Start of Data shown

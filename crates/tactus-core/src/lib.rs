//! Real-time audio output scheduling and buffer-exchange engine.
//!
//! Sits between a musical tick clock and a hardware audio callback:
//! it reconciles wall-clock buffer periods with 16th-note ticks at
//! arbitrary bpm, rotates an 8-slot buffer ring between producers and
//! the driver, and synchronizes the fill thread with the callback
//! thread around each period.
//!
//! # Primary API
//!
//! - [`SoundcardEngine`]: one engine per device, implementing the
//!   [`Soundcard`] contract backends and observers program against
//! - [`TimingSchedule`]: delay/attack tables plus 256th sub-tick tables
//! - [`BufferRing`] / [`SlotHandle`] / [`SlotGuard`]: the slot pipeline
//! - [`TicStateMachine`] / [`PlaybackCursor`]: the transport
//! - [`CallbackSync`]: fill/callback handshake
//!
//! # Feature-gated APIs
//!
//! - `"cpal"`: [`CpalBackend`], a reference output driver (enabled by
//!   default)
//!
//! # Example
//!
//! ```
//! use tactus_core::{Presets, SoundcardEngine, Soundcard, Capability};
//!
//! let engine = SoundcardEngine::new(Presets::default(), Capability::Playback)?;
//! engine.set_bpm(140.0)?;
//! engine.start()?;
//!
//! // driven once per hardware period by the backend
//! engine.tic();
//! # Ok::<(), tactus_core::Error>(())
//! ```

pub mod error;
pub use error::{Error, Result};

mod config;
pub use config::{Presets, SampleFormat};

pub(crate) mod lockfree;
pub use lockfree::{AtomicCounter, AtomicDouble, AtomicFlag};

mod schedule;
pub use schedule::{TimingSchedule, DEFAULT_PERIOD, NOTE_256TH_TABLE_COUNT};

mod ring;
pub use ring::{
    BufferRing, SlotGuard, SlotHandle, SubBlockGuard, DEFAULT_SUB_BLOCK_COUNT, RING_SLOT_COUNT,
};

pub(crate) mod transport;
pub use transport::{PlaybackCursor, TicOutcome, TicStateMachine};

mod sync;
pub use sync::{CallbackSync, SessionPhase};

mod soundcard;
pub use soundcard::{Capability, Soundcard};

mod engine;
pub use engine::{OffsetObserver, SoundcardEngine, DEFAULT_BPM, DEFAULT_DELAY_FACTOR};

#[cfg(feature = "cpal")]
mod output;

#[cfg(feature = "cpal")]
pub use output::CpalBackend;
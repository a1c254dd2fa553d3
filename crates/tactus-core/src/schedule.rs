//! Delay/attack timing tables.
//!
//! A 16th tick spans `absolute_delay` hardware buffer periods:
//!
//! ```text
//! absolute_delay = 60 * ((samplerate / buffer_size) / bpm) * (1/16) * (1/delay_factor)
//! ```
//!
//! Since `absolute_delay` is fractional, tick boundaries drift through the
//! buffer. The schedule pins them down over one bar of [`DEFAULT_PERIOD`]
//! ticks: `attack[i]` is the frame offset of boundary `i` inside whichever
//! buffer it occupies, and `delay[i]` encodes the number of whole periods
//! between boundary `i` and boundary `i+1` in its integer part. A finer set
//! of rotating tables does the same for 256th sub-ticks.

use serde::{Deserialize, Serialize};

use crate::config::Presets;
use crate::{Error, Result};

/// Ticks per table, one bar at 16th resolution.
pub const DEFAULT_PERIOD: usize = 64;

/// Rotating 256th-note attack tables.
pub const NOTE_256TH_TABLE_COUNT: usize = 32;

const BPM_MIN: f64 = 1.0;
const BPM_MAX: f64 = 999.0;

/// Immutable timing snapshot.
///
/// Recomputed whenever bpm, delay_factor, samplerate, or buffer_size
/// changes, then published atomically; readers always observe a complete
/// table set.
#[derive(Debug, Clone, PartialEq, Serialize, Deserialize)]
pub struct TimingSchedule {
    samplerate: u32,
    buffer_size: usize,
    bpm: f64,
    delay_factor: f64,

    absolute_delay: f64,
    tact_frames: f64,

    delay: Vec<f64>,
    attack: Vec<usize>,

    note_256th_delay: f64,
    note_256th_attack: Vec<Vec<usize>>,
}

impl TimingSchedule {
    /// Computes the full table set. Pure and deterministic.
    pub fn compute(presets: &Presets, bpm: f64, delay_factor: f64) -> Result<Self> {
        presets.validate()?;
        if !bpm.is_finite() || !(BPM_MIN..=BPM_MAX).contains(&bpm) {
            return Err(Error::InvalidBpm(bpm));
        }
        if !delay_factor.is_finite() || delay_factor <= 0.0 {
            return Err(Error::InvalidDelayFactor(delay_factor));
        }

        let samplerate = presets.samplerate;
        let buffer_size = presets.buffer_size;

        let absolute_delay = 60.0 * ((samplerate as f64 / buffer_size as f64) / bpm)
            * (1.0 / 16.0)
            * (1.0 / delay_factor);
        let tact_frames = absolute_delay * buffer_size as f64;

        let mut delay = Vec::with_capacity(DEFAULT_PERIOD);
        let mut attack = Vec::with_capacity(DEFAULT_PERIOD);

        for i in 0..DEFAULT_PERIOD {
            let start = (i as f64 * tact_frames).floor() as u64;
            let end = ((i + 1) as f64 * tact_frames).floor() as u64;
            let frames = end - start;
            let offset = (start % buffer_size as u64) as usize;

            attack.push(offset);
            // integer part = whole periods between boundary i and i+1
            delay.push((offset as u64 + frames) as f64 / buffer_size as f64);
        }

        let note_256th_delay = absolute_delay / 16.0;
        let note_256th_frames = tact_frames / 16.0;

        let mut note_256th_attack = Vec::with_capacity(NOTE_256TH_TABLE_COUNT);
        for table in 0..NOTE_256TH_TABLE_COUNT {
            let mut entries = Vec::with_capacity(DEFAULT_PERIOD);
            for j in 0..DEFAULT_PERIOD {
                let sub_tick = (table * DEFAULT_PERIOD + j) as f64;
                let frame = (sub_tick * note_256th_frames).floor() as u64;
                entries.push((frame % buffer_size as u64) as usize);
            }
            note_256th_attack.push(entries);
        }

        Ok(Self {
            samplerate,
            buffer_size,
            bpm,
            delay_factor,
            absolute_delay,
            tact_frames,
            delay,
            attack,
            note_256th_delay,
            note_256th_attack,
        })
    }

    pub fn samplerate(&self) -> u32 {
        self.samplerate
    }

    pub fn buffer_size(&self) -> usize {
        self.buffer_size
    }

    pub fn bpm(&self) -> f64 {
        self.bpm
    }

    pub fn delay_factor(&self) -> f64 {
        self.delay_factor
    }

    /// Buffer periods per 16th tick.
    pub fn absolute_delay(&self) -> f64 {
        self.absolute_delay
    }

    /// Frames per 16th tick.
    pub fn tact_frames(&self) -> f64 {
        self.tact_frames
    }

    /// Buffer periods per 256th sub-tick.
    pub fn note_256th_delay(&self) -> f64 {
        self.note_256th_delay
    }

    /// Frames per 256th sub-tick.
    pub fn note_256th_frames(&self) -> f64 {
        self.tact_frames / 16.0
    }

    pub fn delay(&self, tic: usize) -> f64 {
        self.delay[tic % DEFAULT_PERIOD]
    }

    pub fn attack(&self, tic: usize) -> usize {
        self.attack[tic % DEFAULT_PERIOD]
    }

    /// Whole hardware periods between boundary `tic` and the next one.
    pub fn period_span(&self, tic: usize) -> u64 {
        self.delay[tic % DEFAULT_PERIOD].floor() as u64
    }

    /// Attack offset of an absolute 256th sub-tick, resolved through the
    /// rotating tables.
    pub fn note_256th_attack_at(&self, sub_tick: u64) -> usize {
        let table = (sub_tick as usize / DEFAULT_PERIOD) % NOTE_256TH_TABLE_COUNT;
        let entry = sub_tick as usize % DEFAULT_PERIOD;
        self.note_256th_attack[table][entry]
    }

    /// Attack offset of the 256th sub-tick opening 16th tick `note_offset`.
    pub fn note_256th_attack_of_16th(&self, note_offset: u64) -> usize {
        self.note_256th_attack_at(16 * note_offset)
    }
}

End of Data shown
Start of Data shown

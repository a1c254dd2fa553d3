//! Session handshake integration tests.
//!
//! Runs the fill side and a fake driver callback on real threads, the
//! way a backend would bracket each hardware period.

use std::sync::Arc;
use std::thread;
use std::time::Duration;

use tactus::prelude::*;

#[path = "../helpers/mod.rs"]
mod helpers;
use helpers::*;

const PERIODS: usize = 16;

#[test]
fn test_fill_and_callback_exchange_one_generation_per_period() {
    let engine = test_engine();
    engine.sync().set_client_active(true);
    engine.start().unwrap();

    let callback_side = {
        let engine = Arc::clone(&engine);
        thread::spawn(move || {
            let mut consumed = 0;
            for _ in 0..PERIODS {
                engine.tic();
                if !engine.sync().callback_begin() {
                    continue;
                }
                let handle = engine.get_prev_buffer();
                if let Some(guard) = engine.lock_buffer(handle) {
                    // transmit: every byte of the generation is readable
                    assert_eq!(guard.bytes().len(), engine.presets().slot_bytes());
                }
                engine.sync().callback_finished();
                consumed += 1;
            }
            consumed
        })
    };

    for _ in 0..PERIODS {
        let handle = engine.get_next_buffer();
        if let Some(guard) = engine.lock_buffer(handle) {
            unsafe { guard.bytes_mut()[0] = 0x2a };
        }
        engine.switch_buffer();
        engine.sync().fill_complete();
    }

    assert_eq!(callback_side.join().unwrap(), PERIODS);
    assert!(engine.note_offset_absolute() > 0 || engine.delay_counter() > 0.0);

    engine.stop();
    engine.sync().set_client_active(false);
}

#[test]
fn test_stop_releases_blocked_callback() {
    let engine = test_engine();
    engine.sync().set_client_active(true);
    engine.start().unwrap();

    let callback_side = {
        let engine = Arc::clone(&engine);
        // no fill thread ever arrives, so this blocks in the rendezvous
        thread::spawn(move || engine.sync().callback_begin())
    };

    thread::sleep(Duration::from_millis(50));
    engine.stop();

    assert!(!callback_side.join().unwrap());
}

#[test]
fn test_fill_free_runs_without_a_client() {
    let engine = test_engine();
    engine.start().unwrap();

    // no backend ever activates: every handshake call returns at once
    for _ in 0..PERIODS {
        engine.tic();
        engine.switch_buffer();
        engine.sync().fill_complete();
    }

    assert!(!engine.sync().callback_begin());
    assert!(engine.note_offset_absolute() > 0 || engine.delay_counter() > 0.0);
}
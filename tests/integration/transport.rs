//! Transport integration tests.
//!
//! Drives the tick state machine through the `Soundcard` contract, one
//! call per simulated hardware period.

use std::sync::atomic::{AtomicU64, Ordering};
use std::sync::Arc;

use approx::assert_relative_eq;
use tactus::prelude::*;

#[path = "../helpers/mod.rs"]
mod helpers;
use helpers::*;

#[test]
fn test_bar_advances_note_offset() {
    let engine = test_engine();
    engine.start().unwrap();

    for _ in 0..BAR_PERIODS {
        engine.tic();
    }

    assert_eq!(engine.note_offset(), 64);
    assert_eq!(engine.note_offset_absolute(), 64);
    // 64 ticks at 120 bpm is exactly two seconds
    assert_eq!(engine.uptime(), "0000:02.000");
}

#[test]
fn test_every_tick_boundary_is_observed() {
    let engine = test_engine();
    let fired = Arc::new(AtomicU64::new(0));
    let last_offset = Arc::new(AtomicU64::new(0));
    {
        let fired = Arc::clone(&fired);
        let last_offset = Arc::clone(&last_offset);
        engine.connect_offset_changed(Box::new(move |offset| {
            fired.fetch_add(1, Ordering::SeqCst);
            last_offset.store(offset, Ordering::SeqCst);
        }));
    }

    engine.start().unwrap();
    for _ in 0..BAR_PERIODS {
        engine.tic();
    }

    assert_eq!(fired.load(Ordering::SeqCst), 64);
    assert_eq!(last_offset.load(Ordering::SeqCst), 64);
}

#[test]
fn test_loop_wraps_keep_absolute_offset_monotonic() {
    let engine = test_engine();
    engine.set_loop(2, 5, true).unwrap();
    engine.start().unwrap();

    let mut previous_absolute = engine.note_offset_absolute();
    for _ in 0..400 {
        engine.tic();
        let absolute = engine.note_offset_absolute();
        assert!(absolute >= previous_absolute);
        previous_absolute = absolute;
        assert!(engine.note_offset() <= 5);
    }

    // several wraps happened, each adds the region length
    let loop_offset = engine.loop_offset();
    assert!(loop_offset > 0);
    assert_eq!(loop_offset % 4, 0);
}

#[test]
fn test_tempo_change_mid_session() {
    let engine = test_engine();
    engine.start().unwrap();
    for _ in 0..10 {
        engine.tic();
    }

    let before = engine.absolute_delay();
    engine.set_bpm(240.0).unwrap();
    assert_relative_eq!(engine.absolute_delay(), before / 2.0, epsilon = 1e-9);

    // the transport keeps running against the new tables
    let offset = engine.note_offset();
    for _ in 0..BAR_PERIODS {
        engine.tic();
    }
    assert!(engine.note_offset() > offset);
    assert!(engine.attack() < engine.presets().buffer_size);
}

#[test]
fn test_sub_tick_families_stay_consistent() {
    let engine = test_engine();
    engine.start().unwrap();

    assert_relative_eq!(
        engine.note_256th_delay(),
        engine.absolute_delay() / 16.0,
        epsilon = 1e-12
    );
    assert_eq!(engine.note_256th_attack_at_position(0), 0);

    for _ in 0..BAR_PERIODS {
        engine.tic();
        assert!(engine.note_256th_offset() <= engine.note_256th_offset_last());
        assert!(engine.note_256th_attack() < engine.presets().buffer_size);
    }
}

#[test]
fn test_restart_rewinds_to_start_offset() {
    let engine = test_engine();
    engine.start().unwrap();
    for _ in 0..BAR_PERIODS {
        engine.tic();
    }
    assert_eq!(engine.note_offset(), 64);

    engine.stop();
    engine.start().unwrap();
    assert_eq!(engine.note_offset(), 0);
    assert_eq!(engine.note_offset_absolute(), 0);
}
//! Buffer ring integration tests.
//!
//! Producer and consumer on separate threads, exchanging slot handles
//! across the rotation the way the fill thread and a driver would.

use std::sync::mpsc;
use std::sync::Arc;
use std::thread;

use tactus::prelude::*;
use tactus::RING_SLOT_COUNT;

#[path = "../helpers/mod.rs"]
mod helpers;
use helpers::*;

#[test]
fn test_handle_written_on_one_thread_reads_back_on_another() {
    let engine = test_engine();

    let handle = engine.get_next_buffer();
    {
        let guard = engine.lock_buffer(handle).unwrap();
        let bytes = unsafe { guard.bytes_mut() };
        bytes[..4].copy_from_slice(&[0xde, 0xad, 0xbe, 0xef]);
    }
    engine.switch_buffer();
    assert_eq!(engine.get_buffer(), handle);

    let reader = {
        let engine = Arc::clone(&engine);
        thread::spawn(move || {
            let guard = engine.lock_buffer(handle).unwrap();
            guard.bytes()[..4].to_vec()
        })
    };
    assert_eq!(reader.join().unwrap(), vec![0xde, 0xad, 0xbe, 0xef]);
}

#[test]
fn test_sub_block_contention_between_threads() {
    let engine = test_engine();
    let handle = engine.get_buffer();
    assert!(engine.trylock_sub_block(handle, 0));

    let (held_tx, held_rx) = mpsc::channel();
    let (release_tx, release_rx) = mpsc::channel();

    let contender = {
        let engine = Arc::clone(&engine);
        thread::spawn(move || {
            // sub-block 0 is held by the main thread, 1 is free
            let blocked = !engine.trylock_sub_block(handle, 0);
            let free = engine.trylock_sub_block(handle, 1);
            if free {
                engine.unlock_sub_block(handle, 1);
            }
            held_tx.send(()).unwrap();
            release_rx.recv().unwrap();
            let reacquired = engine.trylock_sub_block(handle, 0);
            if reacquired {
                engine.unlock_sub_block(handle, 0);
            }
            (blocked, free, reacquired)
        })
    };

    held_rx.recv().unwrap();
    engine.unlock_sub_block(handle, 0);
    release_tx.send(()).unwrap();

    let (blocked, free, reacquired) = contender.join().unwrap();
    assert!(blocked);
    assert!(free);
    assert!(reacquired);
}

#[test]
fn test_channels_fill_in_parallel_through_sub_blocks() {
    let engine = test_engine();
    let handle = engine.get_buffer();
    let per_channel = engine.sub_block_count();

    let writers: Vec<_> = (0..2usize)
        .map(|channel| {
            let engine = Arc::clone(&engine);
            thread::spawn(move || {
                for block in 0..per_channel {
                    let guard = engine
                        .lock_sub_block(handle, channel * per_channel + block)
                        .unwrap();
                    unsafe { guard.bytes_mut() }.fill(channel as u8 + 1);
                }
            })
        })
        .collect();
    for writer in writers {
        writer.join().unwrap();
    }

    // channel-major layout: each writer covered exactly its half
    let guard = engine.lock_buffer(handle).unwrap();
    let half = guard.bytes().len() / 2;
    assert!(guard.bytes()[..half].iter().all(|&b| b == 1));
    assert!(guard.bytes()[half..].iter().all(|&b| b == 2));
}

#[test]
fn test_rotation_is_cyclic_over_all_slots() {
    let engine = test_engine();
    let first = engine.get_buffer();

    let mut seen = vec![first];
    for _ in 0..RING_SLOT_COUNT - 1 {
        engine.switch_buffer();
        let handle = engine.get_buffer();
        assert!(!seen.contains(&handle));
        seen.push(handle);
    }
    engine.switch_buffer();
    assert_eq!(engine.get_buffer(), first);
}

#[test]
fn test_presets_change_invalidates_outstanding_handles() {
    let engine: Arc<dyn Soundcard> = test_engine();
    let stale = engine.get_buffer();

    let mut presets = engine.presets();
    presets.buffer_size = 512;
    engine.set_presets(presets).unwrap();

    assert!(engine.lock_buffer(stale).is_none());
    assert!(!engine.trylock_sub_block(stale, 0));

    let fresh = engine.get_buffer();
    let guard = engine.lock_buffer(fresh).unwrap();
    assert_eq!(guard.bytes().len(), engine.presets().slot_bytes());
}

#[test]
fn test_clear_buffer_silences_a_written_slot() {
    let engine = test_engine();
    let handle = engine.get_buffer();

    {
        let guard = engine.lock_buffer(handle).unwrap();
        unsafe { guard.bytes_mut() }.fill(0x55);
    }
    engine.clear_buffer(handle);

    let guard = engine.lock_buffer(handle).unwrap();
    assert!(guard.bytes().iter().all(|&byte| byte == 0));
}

End of Data shown

What is being asked: Pull every line containing "SeqCst" out of the material and copy it.

Answer to this exercise:
            fired.fetch_add(1, Ordering::SeqCst);
            last_offset.store(offset, Ordering::SeqCst);
    assert_eq!(fired.load(Ordering::SeqCst), 64);
    assert_eq!(last_offset.load(Ordering::SeqCst), 64);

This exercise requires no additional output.